We now have the new servers set up in the data center, and configured with copies of the Stack Overflow website and database. We excitedly ran a few quick speed comparisons with the live site and found.. the new site was two times slower than the old one.
(insert sound of analog record needle being ripped off a record, here.)
That was our reaction too. These servers have 2 - 4x the memory, 1.5x the processing power, and faster drive arrays. How could they possibly be slower?
Through a process of elimination, we deduced the following:
- Lightweight pages on the new site indeed load faster. This means the web tier is probably OK.
- A long-ish running SQL query extracted from the old database server, runs faster when executed manually against the new database server. This means the database tier is probably OK.

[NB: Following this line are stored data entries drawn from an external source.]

//! Progress reporting utilities for long-running operations
//!
//! This module provides standardized progress reporting functionality
//! for cohort processing, using the indicatif crate.

use indicatif::{ProgressBar, ProgressStyle};
use std::time::Duration;

/// Default style for the cohort progress bar
pub const DEFAULT_COHORT_TEMPLATE: &str =
    "{spinner:.green} [{elapsed_precise}] [{wide_bar:.cyan/blue}] {pos}/{len} patients ({per_sec}) {msg}";

/// Create a progress bar counting processed patients
///
/// Returns a hidden bar when `visible` is false, so callers can tick it
/// unconditionally.
#[must_use]
pub fn create_cohort_progress_bar(patients: u64, description: Option<&str>, visible: bool) -> ProgressBar {
    if !visible {
        return ProgressBar::hidden();
    }

    let pb = ProgressBar::new(patients);
    let style = ProgressStyle::default_bar()
        .template(DEFAULT_COHORT_TEMPLATE)
        .unwrap_or_else(|_| ProgressStyle::default_bar())
        .progress_chars("#>-");
    pb.set_style(style);

    if let Some(desc) = description {
        pb.set_message(desc.to_string());
    }

    pb
}

/// Create a spinner progress bar for operations without a known length
#[must_use]
pub fn create_spinner(message: Option<&str>) -> ProgressBar {
    let pb = ProgressBar::new_spinner();
    let style = ProgressStyle::default_spinner()
        .template("{spinner:.green} {elapsed_precise} {msg}")
        .unwrap_or_else(|_| ProgressStyle::default_spinner());
    pb.set_style(style);

    if let Some(msg) = message {
        pb.set_message(msg.to_string());
    }

    pb.enable_steady_tick(Duration::from_millis(100));

    pb
}

/// Finish a progress bar with a completion message
pub fn finish_progress_bar(pb: &ProgressBar, message: Option<&str>) {
    if let Some(msg) = message {
        pb.finish_with_message(msg.to_string());
    } else {
        pb.finish_and_clear();
    }
}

- The more heavyweight the page, the more pronounced the slowdown. This led us to believe the network was the culprit.
We double and triple checked all our network settings, and verified our little NetGear GS108T managed switch was configured properly and had the latest firmware. We couldn't find a single thing wrong or misconfigured. This was turning into a real mystery. We were pondering whether we'd have to eliminate the switch and try a direct crossover ethernet connection between the web tier and database tier.
While we were discussing it, I figured I'd update the network drivers from the default provided with Windows to the latest versions from Broadcom's website. It's a little risky when done remotely, but it worked.
To my utter amazement, once the network drivers were updated on both tiers, our performance magically went from 2x slower to 2x faster! Here's a firebug network trace of me retrieving my user page on both servers.
For context, prior to the network driver update, this page was taking over 900 milliseconds to load on the new servers. Just the page itself, mind you, everything else was on top of that. The overall time was around 1.35 seconds average. Ouch!
Going from 715ms to 560ms user page load time is the kind of performance increase we expected from the new hardware. Note that I cherry-picked the best page load time from the old server here, versus an average page load time from the new server. In the typical case it'd be even faster. We expect a lot of the heavier pages on Stack Overflow will load anywhere from 50% to 100% faster. We're planning to switch over to the new servers on Sunday, if everything goes as planned.
I guess the lesson here is the same one I learned last time: always update your drivers to the absolute latest versions, or you'll be sorry. Really sorry! I had no idea out-of-date network drivers could cause such catastrophically bad performance. I guess I do now.